Prime Minister Dominique de Villepin was virtually the only public official who took an honorable position, declaring that this “fatwa” against a French intellectual was “unacceptable.” A group of centrist intellectuals, including Alain Finkielkraut, André Glucksmann, Elisabeth Badinter and Bernard-Henri Lévy, also issued an appeal on Redeker’s behalf and in defense of France’s “most fundamental liberties.”
But the vast majority of responses, even when couched as defenses of the right to free speech, were in fact hostile to the philosophy teacher.

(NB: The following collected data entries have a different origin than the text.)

//! Spin lattice with incrementally maintained Hamiltonian
//!
//! The lattice is a `width x height` torus stored row-major. Every site has
//! up to four neighbours (up, right, down, left); self-neighbours, which only
//! appear on 1-wide or 1-tall lattices, are dropped.
//!
//! The Hamiltonian is computed from scratch once per setup or explicit reset
//! and afterwards only ever changed by the energy delta of a move.

mod correlation;

use crate::error::ConfigError;
use crate::parameters::Parameters;
use crate::spin::{Spin, SpinState};
use rand::Rng;
use serde::{Deserialize, Serialize};
use std::f64::consts::PI;
use std::fmt;
use tracing::{debug, info, trace, warn};

/// Copy of the lattice state taken between two moves
#[derive(Debug, Clone, PartialEq, Deserialize, Serialize)]
pub struct LatticeSnapshot {
    pub width: usize,
    pub height: usize,
    pub hamiltonian: f64,
    pub magnetisation: f64,
    /// Row-major spin signs, +1 or -1
    pub states: Vec<i8>,
}

#[derive(Debug, Clone)]
pub struct Spinsystem {
    parameters: Parameters,
    spins: Vec<Spin>,
    hamiltonian: f64,
    /// Sites touched by the most recent move, consumed by `flip_back`
    last_flipped: Vec<usize>,
}

impl Spinsystem {
    /// Build the lattice, draw initial states and compute the Hamiltonian.
    pub fn new<R: Rng + ?Sized>(parameters: Parameters, rng: &mut R) -> Result<Self, ConfigError> {
        parameters.validate()?;
        if parameters.temperature <= 0.0 {
            warn!(
                "Temperature {} is not positive; only energy-lowering moves will be accepted",
                parameters.temperature
            );
        }

        let sites = parameters.sites();
        let spins = (0..sites).map(|id| Spin::new(id, SpinState::Up)).collect();
        let mut system = Self {
            parameters,
            spins,
            hamiltonian: 0.0,
            last_flipped: Vec::with_capacity(2),
        };
        system.wire_neighbours();
        system.assign_states(rng);
        system.hamiltonian = system.compute_hamiltonian();

        info!(
            "Set up {} lattice with {} sites, initial H = {:.4}",
            system.parameters.shape(),
            sites,
            system.hamiltonian
        );
        Ok(system)
    }

    /// Rebuild the lattice for a new set of parameters.
    pub fn setup<R: Rng + ?Sized>(
        &mut self,
        parameters: Parameters,
        rng: &mut R,
    ) -> Result<(), ConfigError> {
        *self = Self::new(parameters, rng)?;
        Ok(())
    }

    /// Redraw every spin state in place and recompute the Hamiltonian.
    pub fn randomise<R: Rng + ?Sized>(&mut self, rng: &mut R) {
        self.assign_states(rng);
        self.last_flipped.clear();
        self.hamiltonian = self.compute_hamiltonian();
        debug!("Randomised spins, H = {:.4}", self.hamiltonian);
    }

    /// Set columns to a stripe pattern: up where `cos(2π col / λ) >= 0`.
    pub fn apply_wavelength_pattern(&mut self, wavelength: u32) -> Result<(), ConfigError> {
        if wavelength == 0 {
            return Err(ConfigError::ZeroWavelength);
        }
        let width = self.width();
        let states: Vec<SpinState> = (0..self.spins.len())
            .map(|id| {
                let phase = 2.0 * PI * (id % width) as f64 / wavelength as f64;
                if phase.cos() >= 0.0 {
                    SpinState::Up
                } else {
                    SpinState::Down
                }
            })
            .collect();

        if self.parameters.constrained {
            let down = states.iter().filter(|&&s| s == SpinState::Down).count();
            if down == 0 || down == states.len() {
                return Err(ConfigError::FrozenConstrainedLattice {
                    down,
                    sites: states.len(),
                });
            }
        }

        for (spin, state) in self.spins.iter_mut().zip(states) {
            spin.set_state(state);
        }
        self.last_flipped.clear();
        self.hamiltonian = self.compute_hamiltonian();
        debug!(
            "Applied stripe pattern with wavelength {}, H = {:.4}",
            wavelength, self.hamiltonian
        );
        Ok(())
    }

    /// Take new couplings, field or temperature for the same lattice.
    ///
    /// The lattice is not reallocated; the Hamiltonian is recomputed because
    /// it depends on J and B.
    pub fn reset_parameters(&mut self, parameters: Parameters) -> Result<(), ConfigError> {
        parameters.validate()?;
        if parameters.width != self.parameters.width
            || parameters.height != self.parameters.height
            || parameters.constrained != self.parameters.constrained
        {
            return Err(ConfigError::ShapeMismatch {
                from: self.parameters.shape(),
                to: parameters.shape(),
            });
        }
        self.parameters = parameters;
        self.last_flipped.clear();
        self.hamiltonian = self.compute_hamiltonian();
        debug!(
            "Reset parameters: J = {}, B = {}, T = {}, H = {:.4}",
            self.parameters.interaction,
            self.parameters.magnetic,
            self.parameters.temperature,
            self.hamiltonian
        );
        Ok(())
    }

    /// Drop the pending move and recompute the Hamiltonian from scratch.
    pub fn refresh(&mut self) {
        self.last_flipped.clear();
        self.hamiltonian = self.compute_hamiltonian();
    }

    fn wire_neighbours(&mut self) {
        let (width, height) = (self.width(), self.height());
        for spin in self.spins.iter_mut() {
            let id = spin.id();
            let (row, col) = (id / width, id % width);
            let up = ((row + height - 1) % height) * width + col;
            let right = row * width + (col + 1) % width;
            let down = ((row + 1) % height) * width + col;
            let left = row * width + (col + width - 1) % width;

            let neighbours = [up, right, down, left]
                .into_iter()
                .filter(|&n| n != id)
                .collect();
            spin.set_neighbours(neighbours);
        }

        if tracing::enabled!(tracing::Level::TRACE) {
            for spin in &self.spins {
                trace!("spin {} has neighbours {:?}", spin.id(), spin.neighbours());
            }
        }
    }

    fn assign_states<R: Rng + ?Sized>(&mut self, rng: &mut R) {
        if !self.parameters.constrained {
            for spin in self.spins.iter_mut() {
                spin.set_state(if rng.gen_bool(0.5) {
                    SpinState::Up
                } else {
                    SpinState::Down
                });
            }
            return;
        }

        // validate() guarantees 0 < down < sites, so the rejection loop ends
        self.spins
            .iter_mut()
            .for_each(|s| s.set_state(SpinState::Up));
        let sites = self.spins.len();
        for _ in 0..self.parameters.down_count() {
            loop {
                let candidate = rng.gen_range(0..sites);
                if self.spins[candidate].state() == SpinState::Up {
                    self.spins[candidate].set_state(SpinState::Down);
                    break;
                }
            }
        }
    }

    /// Effective coupling between a neighbour of state `t1` and a spin of
    /// state `t2`. Spin exchange only couples unlike neighbours.
    fn coupling(&self, t1: SpinState, t2: SpinState) -> f64 {
        if !self.parameters.constrained || t1 != t2 {
            self.parameters.interaction
        } else {
            0.0
        }
    }

    /// Bond energy of a site, every bond counted from this end
    pub fn interaction_energy(&self, id: usize) -> f64 {
        let spin = &self.spins[id];
        let state = spin.state();
        -self.coupling(SpinState::Up, state) * spin.num_signed(SpinState::Up, &self.spins) as f64
            - self.coupling(SpinState::Down, state)
                * spin.num_signed(SpinState::Down, &self.spins) as f64
    }

    /// Field energy of a site, doubled so that halving the lattice sum gives `-B Σ s`
    pub fn magnetic_energy(&self, id: usize) -> f64 {
        -self.parameters.magnetic * 2.0 * self.spins[id].state().sign() as f64
    }

    /// Local energy of a site; the Hamiltonian is half the sum over all sites.
    pub fn local_energy(&self, id: usize) -> f64 {
        self.interaction_energy(id) + self.magnetic_energy(id)
    }

    /// Share of the Hamiltonian that changes when the sites in `ids` flip.
    ///
    /// Bonds reach the Hamiltonian through both endpoints, fields through one
    /// site only, hence the halved field term.
    fn move_energy(&self, ids: &[usize]) -> f64 {
        ids.iter()
            .map(|&id| self.interaction_energy(id) + 0.5 * self.magnetic_energy(id))
            .sum()
    }

    /// Full recomputation of the Hamiltonian from the current configuration
    pub fn compute_hamiltonian(&self) -> f64 {
        (0..self.spins.len())
            .map(|id| self.local_energy(id))
            .sum::<f64>()
            / 2.0
    }

    fn apply_move(&mut self, ids: &[usize]) -> f64 {
        let before = self.move_energy(ids);
        for &id in ids {
            self.spins[id].flip();
        }
        let after = self.move_energy(ids);
        self.hamiltonian += after - before;
        after - before
    }

    /// Perform one trial move and return its energy change.
    ///
    /// Single-flip mode flips one random spin. Spin-exchange mode picks a
    /// random spin with an unlike neighbour and swaps it with a random one of
    /// those neighbours. The move stays pending until the next `flip` or a
    /// `flip_back`.
    pub fn flip<R: Rng + ?Sized>(&mut self, rng: &mut R) -> f64 {
        let sites = self.spins.len();
        let mut moved = std::mem::take(&mut self.last_flipped);
        moved.clear();

        if !self.parameters.constrained {
            moved.push(rng.gen_range(0..sites));
        } else {
            let first = loop {
                let candidate = rng.gen_range(0..sites);
                if self.spins[candidate].num_opposite(&self.spins) > 0 {
                    break candidate;
                }
            };
            let spin = &self.spins[first];
            let neighbours = spin.neighbours();
            let second = loop {
                let candidate = neighbours[rng.gen_range(0..neighbours.len())];
                if self.spins[candidate].state() != spin.state() {
                    break candidate;
                }
            };
            moved.push(first);
            moved.push(second);
        }

        let delta = self.apply_move(&moved);
        self.last_flipped = moved;
        delta
    }

    /// Undo the pending move and return the (reverse) energy change.
    ///
    /// # Panics
    ///
    /// Panics if there is no pending move, i.e. `flip` was never called or
    /// the last move has already been undone.
    pub fn flip_back(&mut self) -> f64 {
        assert!(
            !self.last_flipped.is_empty(),
            "cannot flip back, since nothing has flipped yet"
        );
        let moved = std::mem::take(&mut self.last_flipped);
        self.apply_move(&moved)
    }

    /// Sum of spin signs
    pub fn magnetisation(&self) -> f64 {
        self.spins.iter().map(|s| s.state().sign() as f64).sum()
    }

    pub fn up_count(&self) -> usize {
        self.spins
            .iter()
            .filter(|s| s.state() == SpinState::Up)
            .count()
    }

    pub fn hamiltonian(&self) -> f64 {
        self.hamiltonian
    }

    pub fn spins(&self) -> &[Spin] {
        &self.spins
    }

    /// Sites of the pending move
    pub fn last_flipped(&self) -> &[usize] {
        &self.last_flipped
    }

    pub fn parameters(&self) -> &Parameters {
        &self.parameters
    }

    pub fn width(&self) -> usize {
        self.parameters.width
    }

    pub fn height(&self) -> usize {
        self.parameters.height
    }

    pub fn interaction(&self) -> f64 {
        self.parameters.interaction
    }

    pub fn magnetic(&self) -> f64 {
        self.parameters.magnetic
    }

    pub fn temperature(&self) -> f64 {
        self.parameters.temperature
    }

    pub fn is_constrained(&self) -> bool {
        self.parameters.constrained
    }

    pub fn snapshot(&self) -> LatticeSnapshot {
        LatticeSnapshot {
            width: self.width(),
            height: self.height(),
            hamiltonian: self.hamiltonian,
            magnetisation: self.magnetisation(),
            states: self.spins.iter().map(|s| s.state().sign()).collect(),
        }
    }
}

impl fmt::Display for Spinsystem {
    fn fmt(&self, f: &mut fmt::Formatter<'_>) -> fmt::Result {
        let width = self.width();
        for spin in &self.spins {
            let separator = if (spin.id() + 1) % width == 0 { '\n' } else { ' ' };
            write!(f, "{}{}", spin.state(), separator)?;
        }
        Ok(())
    }
}

#[cfg(test)]
mod tests;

Yet, to be openly condemned and threatened of death is a bizarre charge against the author of a piece clearly marked as personal opinion. Indeed, this matter must be put into perspective. We are in democracy, are not we? Let him talk! Those who disagree with him can still answer to him, in an argued speech. That is the way things should work. That affair is reminiscent of the one about the caricatured pictures of the Prophet drawn by the Danish journalists. In what kind of world are we evolving? Individuals like Redeker should now be censored?! The necessity is to maintain freedom of speech, fundamental principle of democracy, in the rank it deserves, even if it means offending or provocating some people. And one must remember Voltaire and his ideal of Freedom: “I disapprove of what you say, but I will defend on your side your right to express it".